Aim of the task =>
Work through the listing below, copying each line that carries the word "PartialEq".
### The input
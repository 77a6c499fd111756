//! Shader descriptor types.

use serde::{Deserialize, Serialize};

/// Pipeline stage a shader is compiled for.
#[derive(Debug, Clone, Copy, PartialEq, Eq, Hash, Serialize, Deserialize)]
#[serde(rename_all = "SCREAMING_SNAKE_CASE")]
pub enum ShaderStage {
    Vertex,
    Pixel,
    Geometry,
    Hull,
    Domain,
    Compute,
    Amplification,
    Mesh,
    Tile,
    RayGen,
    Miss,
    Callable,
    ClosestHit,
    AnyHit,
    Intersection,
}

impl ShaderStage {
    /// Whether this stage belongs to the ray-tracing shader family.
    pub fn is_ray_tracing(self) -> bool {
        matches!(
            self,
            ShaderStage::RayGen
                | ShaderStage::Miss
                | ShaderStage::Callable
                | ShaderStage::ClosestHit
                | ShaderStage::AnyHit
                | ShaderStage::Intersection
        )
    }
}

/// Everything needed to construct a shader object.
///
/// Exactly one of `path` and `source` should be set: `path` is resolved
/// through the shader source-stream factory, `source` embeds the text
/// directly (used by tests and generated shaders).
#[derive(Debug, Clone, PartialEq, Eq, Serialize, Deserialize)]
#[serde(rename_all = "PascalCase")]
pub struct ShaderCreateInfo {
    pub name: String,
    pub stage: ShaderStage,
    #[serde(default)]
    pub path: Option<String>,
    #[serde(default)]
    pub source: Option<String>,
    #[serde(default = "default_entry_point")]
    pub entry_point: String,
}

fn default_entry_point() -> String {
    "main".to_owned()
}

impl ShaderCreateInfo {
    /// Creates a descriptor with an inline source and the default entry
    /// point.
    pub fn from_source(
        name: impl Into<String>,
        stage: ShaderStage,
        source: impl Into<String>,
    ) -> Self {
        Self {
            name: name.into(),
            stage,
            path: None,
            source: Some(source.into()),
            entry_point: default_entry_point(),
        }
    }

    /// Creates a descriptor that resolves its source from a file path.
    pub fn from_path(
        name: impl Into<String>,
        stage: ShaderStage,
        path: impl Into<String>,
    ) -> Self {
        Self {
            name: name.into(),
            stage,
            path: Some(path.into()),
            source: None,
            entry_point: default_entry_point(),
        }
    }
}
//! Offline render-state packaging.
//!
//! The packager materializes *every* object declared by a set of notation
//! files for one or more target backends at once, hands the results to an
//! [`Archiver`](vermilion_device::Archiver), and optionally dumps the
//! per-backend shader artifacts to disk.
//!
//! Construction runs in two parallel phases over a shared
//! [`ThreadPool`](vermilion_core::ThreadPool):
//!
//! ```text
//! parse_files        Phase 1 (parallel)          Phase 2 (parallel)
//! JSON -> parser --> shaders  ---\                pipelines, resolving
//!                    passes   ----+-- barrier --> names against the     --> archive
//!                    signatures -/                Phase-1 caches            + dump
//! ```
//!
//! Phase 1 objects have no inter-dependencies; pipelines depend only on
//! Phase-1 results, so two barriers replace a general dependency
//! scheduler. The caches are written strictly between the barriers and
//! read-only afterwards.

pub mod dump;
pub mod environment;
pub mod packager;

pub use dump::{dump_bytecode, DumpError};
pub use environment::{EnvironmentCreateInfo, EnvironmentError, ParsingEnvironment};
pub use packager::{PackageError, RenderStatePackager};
######
Answer space =>
#[derive(Debug, Clone, Copy, PartialEq, Eq, Hash, Serialize, Deserialize)]
#[derive(Debug, Clone, PartialEq, Eq, Serialize, Deserialize)]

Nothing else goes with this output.